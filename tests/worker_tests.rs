use std::fs::File;
use std::io::Read;
use std::sync::mpsc;
use std::time::{Duration, Instant};

use jobslot::gate::{completion_flag, CompletionFlag, Liveness};
use jobslot::worker::{signal_group, spawn_worker, BUFFER_WRITTEN};
use jobslot::Signal;
use nix::sys::wait::{waitpid, WaitStatus};
use nix::unistd::{getpgid, pipe};

fn wait_finished(completion: &mut CompletionFlag) -> Liveness {
    let deadline = Instant::now() + Duration::from_secs(2);
    while completion.poll() == Liveness::Running && Instant::now() < deadline {
        std::thread::sleep(Duration::from_millis(5));
    }
    completion.poll()
}

fn read_all(file: &mut File) -> Vec<u8> {
    let mut bytes = Vec::new();
    file.read_to_end(&mut bytes).unwrap();
    bytes
}

#[test]
fn test_worker_publishes_result_then_marker() {
    let (signal, mut completion) = completion_flag().unwrap();
    let mut worker = spawn_worker(|| "result bytes", signal).unwrap();

    assert_eq!(read_all(&mut worker.result), b"result bytes");
    assert_eq!(read_all(&mut worker.marker), vec![BUFFER_WRITTEN]);
    // Set before the marker pipe closed
    assert_eq!(completion.poll(), Liveness::Finished);

    worker.completion.release();
    assert_eq!(
        waitpid(worker.pid, None).unwrap(),
        WaitStatus::Exited(worker.pid, 0)
    );
}

#[test]
fn test_worker_leads_its_own_process_group() {
    let (signal, _completion) = completion_flag().unwrap();
    let mut worker = spawn_worker(
        || {
            std::thread::sleep(Duration::from_millis(200));
            "done"
        },
        signal,
    )
    .unwrap();

    assert_eq!(getpgid(Some(worker.pid)).unwrap(), worker.pid);
    assert_ne!(getpgid(None).unwrap(), worker.pid);

    assert_eq!(read_all(&mut worker.result), b"done");
    waitpid(worker.pid, None).unwrap();
}

#[test]
fn test_signalled_worker_writes_no_marker() {
    let (signal, mut completion) = completion_flag().unwrap();
    let mut worker = spawn_worker(
        || {
            std::thread::sleep(Duration::from_secs(10));
            "never"
        },
        signal,
    )
    .unwrap();

    assert_eq!(completion.poll(), Liveness::Running);
    assert!(signal_group(worker.pid, Signal::SIGHUP).unwrap());

    assert!(read_all(&mut worker.result).is_empty());
    assert!(read_all(&mut worker.marker).is_empty());
    assert_eq!(
        waitpid(worker.pid, None).unwrap(),
        WaitStatus::Signaled(worker.pid, Signal::SIGHUP, false)
    );

    // Only the monitor's copy keeps the flag open now
    assert_eq!(completion.poll(), Liveness::Running);
    worker.completion.release();
    assert_eq!(wait_finished(&mut completion), Liveness::Finished);

    // Group is gone: signalling it again is not an error
    assert!(!signal_group(worker.pid, Signal::SIGHUP).unwrap());
}

#[test]
fn test_panicking_worker_exits_without_marker() {
    let (signal, _completion) = completion_flag().unwrap();
    let mut worker = spawn_worker(|| -> Vec<u8> { panic!("boom") }, signal).unwrap();

    assert!(read_all(&mut worker.result).is_empty());
    assert!(read_all(&mut worker.marker).is_empty());
    assert_eq!(
        waitpid(worker.pid, None).unwrap(),
        WaitStatus::Exited(worker.pid, 101)
    );
}

#[test]
fn test_worker_drops_inherited_descriptors() {
    // Not close-on-exec, so the worker inherits the write half
    let (reader, writer) = pipe().unwrap();

    let (signal, _completion) = completion_flag().unwrap();
    let mut worker = spawn_worker(
        || {
            std::thread::sleep(Duration::from_secs(2));
            "slow"
        },
        signal,
    )
    .unwrap();
    drop(writer);

    // End-of-stream arrives once the worker has closed its copy, long before it
    // exits
    let started = Instant::now();
    let mut reader = File::from(reader);
    assert!(read_all(&mut reader).is_empty());
    assert!(started.elapsed() < Duration::from_secs(1));

    assert_eq!(read_all(&mut worker.result), b"slow");
    waitpid(worker.pid, None).unwrap();
}

#[test]
fn test_failing_worker_ignores_parent_stderr_lock() {
    // Another thread holds the stderr lock across the fork
    let (locked_tx, locked_rx) = mpsc::channel();
    let (release_tx, release_rx) = mpsc::channel::<()>();
    let holder = std::thread::spawn(move || {
        let _stderr = std::io::stderr().lock();
        locked_tx.send(()).unwrap();
        let _ = release_rx.recv();
    });
    locked_rx.recv().unwrap();

    let (signal, _completion) = completion_flag().unwrap();
    let mut worker = spawn_worker(
        || -> Result<String, String> { Err("no result".to_string()) },
        signal,
    )
    .unwrap();

    assert!(read_all(&mut worker.result).is_empty());
    assert!(read_all(&mut worker.marker).is_empty());
    assert_eq!(
        waitpid(worker.pid, None).unwrap(),
        WaitStatus::Exited(worker.pid, 1)
    );

    release_tx.send(()).unwrap();
    holder.join().unwrap();
}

==*==

EXERCISE REQUIREMENTS: Repeat each line of the data above, exactly as it appears, from the first through the line that contains "fn wait_finished(completion: &mut".

TASK SOLUTION:
filename tests/worker_tests.rs
use std::fs::File;
use std::io::Read;
use std::sync::mpsc;
use std::time::{Duration, Instant};

use jobslot::gate::{completion_flag, CompletionFlag, Liveness};
use jobslot::worker::{signal_group, spawn_worker, BUFFER_WRITTEN};
use jobslot::Signal;
use nix::sys::wait::{waitpid, WaitStatus};
use nix::unistd::{getpgid, pipe};

fn wait_finished(completion: &mut CompletionFlag) -> Liveness {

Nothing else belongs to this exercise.